Use of lipophilic dyes in studies of axonal pathfinding in vivo

Fluorescent lipophilic dyes are an ideal tool to study axonal pathfinding. Because these dyes do not require active axonal transport for their spreading, they can be used in fixed tissue. Here, we describe the method we have used to study the molecular mechanisms of commissural axon pathfinding in the embryonic chicken spinal cord in vivo. Based on in vitro studies, different families of molecules had been suggested to play a role in the guidance of developing axons.
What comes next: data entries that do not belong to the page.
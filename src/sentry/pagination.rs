//! # Cursor Pagination
//!
//! Sentry paginates list endpoints with a `Link` header:
//!
//! ```text
//! <https://sentry.io/api/0/organizations/acme/teams/?&cursor=100:-1:1>; rel="previous"; results="false"; cursor="100:-1:1",
//! <https://sentry.io/api/0/organizations/acme/teams/?&cursor=100:1:0>; rel="next"; results="true"; cursor="100:1:0"
//! ```
//!
//! A following page exists only when the `next` link reports `results="true"`.

use futures::stream::{self, Stream};
use std::future::Future;

/// One entry of a `Link` header
#[derive(Debug, Clone, Default, PartialEq, Eq)]
pub struct PageLink {
    pub url: String,
    pub cursor: String,
    pub results: bool,
}

/// Parsed `Link` header
#[derive(Debug, Clone, Default, PartialEq, Eq)]
pub struct PageLinks {
    pub previous: Option<PageLink>,
    pub next: Option<PageLink>,
}

impl PageLinks {
    /// Parse a `Link` header value; malformed entries are skipped
    pub fn parse(header: &str) -> Self {
        let mut links = PageLinks::default();

        for entry in header.split(',') {
            let mut segments = entry.split(';').map(str::trim);
            let Some(url) = segments.next() else {
                continue;
            };
            let url = url.trim_start_matches('<').trim_end_matches('>').to_string();

            let mut rel = None;
            let mut link = PageLink {
                url,
                ..PageLink::default()
            };
            for segment in segments {
                let Some((key, value)) = segment.split_once('=') else {
                    continue;
                };
                let value = value.trim().trim_matches('"');
                match key.trim() {
                    "rel" => rel = Some(value.to_string()),
                    "results" => link.results = value.eq_ignore_ascii_case("true"),
                    "cursor" => link.cursor = value.to_string(),
                    _ => {}
                }
            }

            match rel.as_deref() {
                Some("next") => links.next = Some(link),
                Some("previous") => links.previous = Some(link),
                _ => {}
            }
        }

        links
    }

    /// Cursor of the next page, if there is one with results
    pub fn next_cursor(&self) -> Option<&str> {
        self.next
            .as_ref()
            .filter(|link| link.results && !link.cursor.is_empty())
            .map(|link| link.cursor.as_str())
    }
}

/// One page of a list call
#[derive(Debug, Clone, PartialEq, Eq)]
pub struct Page<T> {
    pub items: Vec<T>,
    /// Cursor to fetch the following page with; `None` on the last page
    pub next_cursor: Option<String>,
}

impl<T> Page<T> {
    /// A page with no following page
    pub fn last(items: Vec<T>) -> Self {
        Self {
            items,
            next_cursor: None,
        }
    }
}

/// Lazily walk a paginated collection
///
/// `fetch` is called with `None` for the first page and with the cursor of the
/// previous page afterwards. The stream ends after the first page without a
/// next cursor, or after the first error. Pages are only requested as the
/// stream is polled, so a consumer that stops early stops paging too.
pub fn pages<T, E, F, Fut>(mut fetch: F) -> impl Stream<Item = Result<Vec<T>, E>>
where
    F: FnMut(Option<String>) -> Fut,
    Fut: Future<Output = Result<Page<T>, E>>,
{
    // Outer None: exhausted. Inner None: first page.
    stream::try_unfold(Some(None), move |cursor: Option<Option<String>>| {
        let request = cursor.map(&mut fetch);
        async move {
            match request {
                None => Ok(None),
                Some(request) => request
                    .await
                    .map(|page| Some((page.items, page.next_cursor.map(Some)))),
            }
        }
    })
}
In order to test their function in vivo, we used the commissural neurons that are located at the dorsolateral border of the chicken spinal cord as a model system [Stoeckli and Landmesser (1995) Neuron 14:1165-1179]. Axonin-1, NgCAM, and NrCAM, three members of the immunoglobulin (Ig) superfamily of cell adhesion molecules (CAMs), were shown to be important for the correct growth pattern of commissural axons. We studied the effect of perturbations of specific CAM/CAM interactions by injection of function-blocking antibodies into the central canal of the spinal cord in ovo. After 2 days, the embryos were sacrificed and fluorescent tracers, such as Fast-DiI, were used to visualize commissural axons, and thus, to analyze their response to these perturbations in two different types of fixed preparations: transverse vibratome sections and whole-mount preparations of the spinal cord. Both pathfinding errors and defasciculation of axons were observed as a result of the perturbation of CAM/CAM interactions.